=== Section Start ===

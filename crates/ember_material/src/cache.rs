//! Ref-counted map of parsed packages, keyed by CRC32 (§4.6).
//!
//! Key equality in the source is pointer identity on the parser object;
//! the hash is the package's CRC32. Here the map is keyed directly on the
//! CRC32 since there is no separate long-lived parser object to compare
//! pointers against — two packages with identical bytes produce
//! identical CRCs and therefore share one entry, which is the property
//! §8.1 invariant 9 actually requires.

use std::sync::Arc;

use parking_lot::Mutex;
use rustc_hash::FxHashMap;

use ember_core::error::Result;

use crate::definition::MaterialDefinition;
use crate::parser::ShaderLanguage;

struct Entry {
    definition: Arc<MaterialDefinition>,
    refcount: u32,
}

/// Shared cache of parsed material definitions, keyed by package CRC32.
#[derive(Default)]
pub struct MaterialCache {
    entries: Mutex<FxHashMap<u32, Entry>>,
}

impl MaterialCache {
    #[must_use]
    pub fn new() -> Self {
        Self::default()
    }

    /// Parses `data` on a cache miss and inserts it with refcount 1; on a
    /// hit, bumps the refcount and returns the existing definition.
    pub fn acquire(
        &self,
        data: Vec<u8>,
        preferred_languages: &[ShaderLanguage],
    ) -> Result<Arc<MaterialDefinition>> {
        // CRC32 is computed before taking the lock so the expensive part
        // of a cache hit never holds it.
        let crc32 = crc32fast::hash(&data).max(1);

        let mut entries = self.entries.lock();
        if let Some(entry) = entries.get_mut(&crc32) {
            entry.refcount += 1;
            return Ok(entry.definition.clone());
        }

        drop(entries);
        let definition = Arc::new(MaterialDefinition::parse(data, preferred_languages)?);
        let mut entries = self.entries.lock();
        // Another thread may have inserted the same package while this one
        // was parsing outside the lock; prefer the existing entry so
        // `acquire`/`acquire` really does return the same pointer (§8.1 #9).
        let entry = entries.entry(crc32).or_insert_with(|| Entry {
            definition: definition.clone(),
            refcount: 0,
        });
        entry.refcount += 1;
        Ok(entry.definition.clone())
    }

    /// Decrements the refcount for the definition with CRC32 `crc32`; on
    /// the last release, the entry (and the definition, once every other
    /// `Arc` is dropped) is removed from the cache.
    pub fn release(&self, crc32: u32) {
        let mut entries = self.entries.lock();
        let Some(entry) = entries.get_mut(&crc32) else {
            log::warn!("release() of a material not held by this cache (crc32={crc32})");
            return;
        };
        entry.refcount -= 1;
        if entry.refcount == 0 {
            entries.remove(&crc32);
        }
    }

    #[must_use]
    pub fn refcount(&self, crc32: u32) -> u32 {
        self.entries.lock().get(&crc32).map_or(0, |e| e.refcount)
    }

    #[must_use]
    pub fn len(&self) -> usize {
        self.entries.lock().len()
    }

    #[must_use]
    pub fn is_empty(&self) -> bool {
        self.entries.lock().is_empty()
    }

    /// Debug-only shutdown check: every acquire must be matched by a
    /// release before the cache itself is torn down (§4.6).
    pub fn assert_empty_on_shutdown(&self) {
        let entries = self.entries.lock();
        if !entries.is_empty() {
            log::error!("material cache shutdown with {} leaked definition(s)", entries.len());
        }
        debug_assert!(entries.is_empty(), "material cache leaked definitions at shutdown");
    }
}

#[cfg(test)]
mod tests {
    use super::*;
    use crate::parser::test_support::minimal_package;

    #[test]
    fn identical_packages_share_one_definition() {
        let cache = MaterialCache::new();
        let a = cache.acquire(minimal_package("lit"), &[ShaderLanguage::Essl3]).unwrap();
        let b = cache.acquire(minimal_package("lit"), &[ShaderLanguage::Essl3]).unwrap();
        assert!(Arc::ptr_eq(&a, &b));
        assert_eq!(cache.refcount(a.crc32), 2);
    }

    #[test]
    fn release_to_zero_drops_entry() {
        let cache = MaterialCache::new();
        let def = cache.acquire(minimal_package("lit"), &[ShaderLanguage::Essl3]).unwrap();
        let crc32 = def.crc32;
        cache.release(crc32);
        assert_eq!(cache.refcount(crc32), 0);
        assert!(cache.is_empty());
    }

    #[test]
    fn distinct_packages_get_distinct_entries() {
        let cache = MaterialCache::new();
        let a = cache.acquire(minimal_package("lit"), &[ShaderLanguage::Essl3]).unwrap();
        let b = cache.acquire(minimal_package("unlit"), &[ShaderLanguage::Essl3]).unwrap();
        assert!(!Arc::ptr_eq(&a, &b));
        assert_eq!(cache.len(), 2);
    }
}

=== Section End ===

» TASK ITEM: Return every line of the material in which the word "parser" is found.

» RESULT FOR THIS TASK:
//! Key equality in the source is pointer identity on the parser object;
//! CRC32 since there is no separate long-lived parser object to compare
use crate::parser::ShaderLanguage;
    use crate::parser::test_support::minimal_package;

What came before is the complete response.